Increased storage-over-provisioning-percentage from 200 to 300 in values.yaml
This raised the limit from 472GB to 708GB

Result: DiskPressure resolved, but volumes still not rebuilding.

Hypothesis 2: Anti-Affinity Rules Blocking Placement

What we checked:

kubectl get setting replica-soft-anti-affinity -n longhorn-system
kubectl get setting replica-disk-soft-anti-affinity -n longhorn-system

Findings:

replica-soft-anti-affinity: false (strict - no replicas on same node)
replica-disk-soft-anti-affinity: false (strict - no replicas on same disk)
Some volumes already had replicas on 2 of 4 nodes, limiting placement options

Assessment: This contributed to scheduling difficulties but wasn't the root cause.

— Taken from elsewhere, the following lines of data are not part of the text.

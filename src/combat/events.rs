//! Run events
//!
//! Events crossing module boundaries. Combat systems report what happened
//! (damage, defeats); the phase controller owns every counter that reacts to
//! it. Presentation and scene events flow outward to whatever renders the run.

use bevy::prelude::*;
use serde::{Deserialize, Serialize};

use crate::states::play_run::components::DamageOutcome;
use crate::states::play_run::enemies::EnemyKind;
use crate::states::play_run::phase_flow::RecoveryChoice;
use crate::states::play_run::power_ups::PowerUpId;

/// Who dealt damage.
#[derive(Debug, Clone, Copy, PartialEq, Eq)]
pub enum DamageSource {
    PlayerArrow,
    /// The player's retaliation on body contact.
    PlayerContact,
    EnemyContact(EnemyKind),
    EnemyProjectile(EnemyKind),
    /// A mage warning circle.
    Blast,
}

impl DamageSource {
    pub fn label(&self) -> &'static str {
        match self {
            DamageSource::PlayerArrow => "Arrow",
            DamageSource::PlayerContact => "Player contact",
            DamageSource::EnemyContact(kind) => kind.name(),
            DamageSource::EnemyProjectile(kind) => match kind {
                EnemyKind::PlantShooter => "Plant projectile",
                EnemyKind::StoneShooter => "Stone projectile",
                EnemyKind::TornadoShooter => "Tornado",
                _ => "Projectile",
            },
            DamageSource::Blast => "Blast",
        }
    }

    pub fn is_player(&self) -> bool {
        matches!(self, DamageSource::PlayerArrow | DamageSource::PlayerContact)
    }
}

/// Who took damage.
#[derive(Debug, Clone, Copy, PartialEq, Eq)]
pub enum DamageTarget {
    Player,
    Enemy(EnemyKind),
}

impl DamageTarget {
    pub fn label(&self) -> &'static str {
        match self {
            DamageTarget::Player => "Player",
            DamageTarget::Enemy(kind) => kind.name(),
        }
    }
}

/// A hit that landed.
#[derive(Event, Debug, Clone, Copy)]
pub struct DamageDealt {
    pub source: DamageSource,
    pub target: DamageTarget,
    pub amount: f32,
    pub outcome: DamageOutcome,
}

/// An enemy completed its death transition and counts as a kill.
#[derive(Event, Debug, Clone, Copy)]
pub struct EnemyDefeated {
    pub entity: Entity,
    pub kind: EnemyKind,
    pub position: Vec2,
}

/// The boss of `phase` is gone for good.
#[derive(Event, Debug, Clone, Copy)]
pub struct BossDefeated {
    pub phase: u32,
}

/// Requests a phase advance. The controller decides whether it is allowed.
#[derive(Event, Debug, Clone, Copy, Default)]
pub struct AdvancePhaseRequested;

/// Input: pick the draft offer at this index.
#[derive(Event, Debug, Clone, Copy)]
pub struct DraftSelection(pub usize);

/// Input: the recovery-phase choice.
#[derive(Event, Debug, Clone, Copy)]
pub struct RecoveryChoiceMade(pub RecoveryChoice);

/// Input: abandon the current run and start over from phase 1.
#[derive(Event, Debug, Clone, Copy, Default)]
pub struct ResetRun;

/// Cues for the presentation layer. The core never reads these back.
#[derive(Event, Debug, Clone, PartialEq)]
pub enum PresentationCue {
    /// Damage text and hit feedback. `health_fraction` is what remains
    /// after the hit, for health bars.
    Hit {
        entity: Entity,
        amount: f32,
        health_fraction: f32,
    },
    /// Brief tint on a boss body.
    Flash { entity: Entity },
    Died { entity: Entity, position: Vec2 },
    DoorVisibility { visible: bool },
    FadeOut { entity: Entity },
    FadeIn { entity: Entity },
    WarningPlaced { position: Vec2, radius: f32 },
    WarningDetonated { position: Vec2, hit: bool },
    PhaseEntered { phase: u32 },
    DraftOpened { offers: Vec<PowerUpId> },
    RecoveryOffered { phase: u32 },
}

/// End-of-run statistics.
#[derive(Debug, Clone, PartialEq, Serialize, Deserialize)]
pub struct RunSummary {
    /// Seconds from the start of the run
    pub elapsed_secs: f32,
    pub monsters_killed: u32,
    pub damage_dealt: f32,
    pub damage_taken: f32,
    pub final_phase: u32,
    /// Phases cleared
    pub score: u32,
    pub power_ups: Vec<PowerUpId>,
}

/// Why the run restarts.
#[derive(Debug, Clone, Copy, PartialEq, Eq, Serialize, Deserialize)]
pub enum RestartReason {
    PlayerDied,
    Requested,
}

/// Scene change requested from the presentation layer. Emitted once per run.
#[derive(Event, Debug, Clone, PartialEq)]
pub enum SceneTransition {
    RunSummary(RunSummary),
    Restart { reason: RestartReason },
}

Hypothesis 3: Concurrent Rebuild Limit Too Low

What we checked:

kubectl get setting concurrent-replica-rebuild-per-node-limit -n longhorn-system

Findings:

Limit was set to 1 (later 2)
Logs showed replicas being blocked: "reaches or exceeds the concurrent limit value 2"

Action taken:

Increased concurrentReplicaRebuildPerNodeLimit to 5 in values.yaml

Result: More replicas could theoretically rebuild, but still no progress.

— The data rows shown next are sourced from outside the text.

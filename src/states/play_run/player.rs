//! Player Controller
//!
//! Movement from the polled `ControlIntent`, obstacle blocking per axis, and
//! auto-fire: while standing still the player looses a volley at the nearest
//! live enemy whenever the arrow cooldown allows. Extra arrows of a
//! multi-arrow volley follow through the delayed-action queue and re-acquire
//! the nearest enemy when they fire.

use bevy::prelude::*;

use super::components::*;
use super::constants::*;
use super::projectiles::spawn_arrow;
use super::scheduler::{DelayedAction, DelayedActions, TimerFired};

/// Spawn the player at the start position with base stats.
pub fn spawn_player(commands: &mut Commands) -> Entity {
    let start = Player::start_position();
    commands
        .spawn((
            Player::default(),
            Player::combat_entity(),
            Player::hitbox(),
            Transform::from_xyz(start.x, start.y, 2.0),
        ))
        .id()
}

/// The closest live enemy to `from`.
pub fn nearest_enemy<'a>(
    from: Vec2,
    enemies: impl IntoIterator<Item = (Entity, Vec2, &'a CombatEntity)>,
) -> Option<(Entity, Vec2)> {
    enemies
        .into_iter()
        .filter(|(_, _, combat)| combat.is_alive())
        .map(|(entity, position, _)| (entity, position))
        .min_by(|a, b| a.1.distance_squared(from).total_cmp(&b.1.distance_squared(from)))
}

/// Intent vector clamped to unit length.
fn movement_direction(intent: &ControlIntent) -> Vec2 {
    let m = intent.movement;
    if !m.is_finite() {
        Vec2::ZERO
    } else if m.length_squared() > 1.0 {
        m.normalize()
    } else {
        m
    }
}

/// Apply the polled movement intent.
pub fn move_player(
    time: Res<Time>,
    arena: Res<Arena>,
    intent: Res<ControlIntent>,
    obstacles: Query<&Transform, (With<Obstacle>, Without<Player>)>,
    mut player: Query<(&mut Transform, &Player, &CombatEntity, &Hitbox)>,
) {
    let Ok((mut transform, player, combat, hitbox)) = player.get_single_mut() else {
        return;
    };
    if !player.can_move || !combat.is_alive() {
        return;
    }
    let direction = movement_direction(&intent);
    if direction == Vec2::ZERO {
        return;
    }

    let obstacle_positions: Vec<Vec2> = obstacles.iter().map(|t| t.translation.truncate()).collect();
    let step = direction * player.movement_speed * time.delta_secs();
    let mut position = transform.translation.truncate();

    // Resolve each axis separately so the player can slide along an obstacle.
    let try_x = Vec2::new(position.x + step.x, position.y);
    if !blocked_by_obstacle(try_x, obstacle_positions.iter().copied(), PLAYER_OBSTACLE_RADIUS) {
        position.x = try_x.x;
    }
    let try_y = Vec2::new(position.x, position.y + step.y);
    if !blocked_by_obstacle(try_y, obstacle_positions.iter().copied(), PLAYER_OBSTACLE_RADIUS) {
        position.y = try_y.y;
    }

    let clamped = arena.clamp_box(position, hitbox.half_extents);
    transform.translation.x = clamped.x;
    transform.translation.y = clamped.y;
}

/// Start a volley when the player is standing still and the cooldown is up.
pub fn player_auto_fire(
    mut commands: Commands,
    time: Res<Time>,
    intent: Res<ControlIntent>,
    mut scheduler: ResMut<DelayedActions>,
    mut player: Query<(Entity, &Transform, &mut Player, &CombatEntity), Without<Enemy>>,
    enemies: Query<(Entity, &Transform, &CombatEntity), With<Enemy>>,
) {
    let Ok((player_entity, transform, mut player, combat)) = player.get_single_mut() else {
        return;
    };
    let now = time.elapsed_secs();
    if !combat.is_alive() || !player.can_move || movement_direction(&intent) != Vec2::ZERO {
        return;
    }
    if !player.volley_ready(now) {
        return;
    }

    let origin = transform.translation.truncate();
    let Some((target, target_pos)) = nearest_enemy(
        origin,
        enemies.iter().map(|(e, t, c)| (e, t.translation.truncate(), c)),
    ) else {
        return;
    };

    player.last_volley_at = Some(now);
    spawn_arrow(&mut commands, origin, target, target_pos, player.arrow_damage);
    for i in 1..player.multi_arrow {
        scheduler.schedule(
            now,
            MULTI_ARROW_STAGGER * i as f32,
            DelayedAction::FireArrow {
                shooter: player_entity,
            },
        );
    }
}

/// Fire the staggered arrows of a multi-arrow volley.
pub fn fire_scheduled_arrows(
    mut commands: Commands,
    mut fired: EventReader<TimerFired>,
    player: Query<(&Transform, &Player, &CombatEntity), Without<Enemy>>,
    enemies: Query<(Entity, &Transform, &CombatEntity), With<Enemy>>,
) {
    for TimerFired(action) in fired.read() {
        let DelayedAction::FireArrow { shooter } = *action else {
            continue;
        };
        let Ok((transform, player, combat)) = player.get(shooter) else {
            continue;
        };
        if !combat.is_alive() {
            continue;
        }
        let origin = transform.translation.truncate();
        if let Some((target, target_pos)) = nearest_enemy(
            origin,
            enemies.iter().map(|(e, t, c)| (e, t.translation.truncate(), c)),
        ) {
            spawn_arrow(&mut commands, origin, target, target_pos, player.arrow_damage);
        }
    }
}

Hypothesis 4: Replicas Not Actually Rebuilding (THE ROOT CAUSE)

What we checked:

# Check for replicas in rebuilding state
kubectl get replicas.longhorn.io -n longhorn-system -o json | \
  jq '[.items[] | select(.status.currentState=="rebuilding")] | length'
# Result: 0

# Check engine replica modes for WO (Write-Only/syncing)
kubectl get engines.longhorn.io -n longhorn-system -o json | \
  jq '.items[].status.replicaModeMap | to_entries[] | select(.value=="WO")'
# Result: empty

Critical finding: Zero replicas in "rebuilding" state, zero replicas syncing. Rebuilding was NOT happening at all.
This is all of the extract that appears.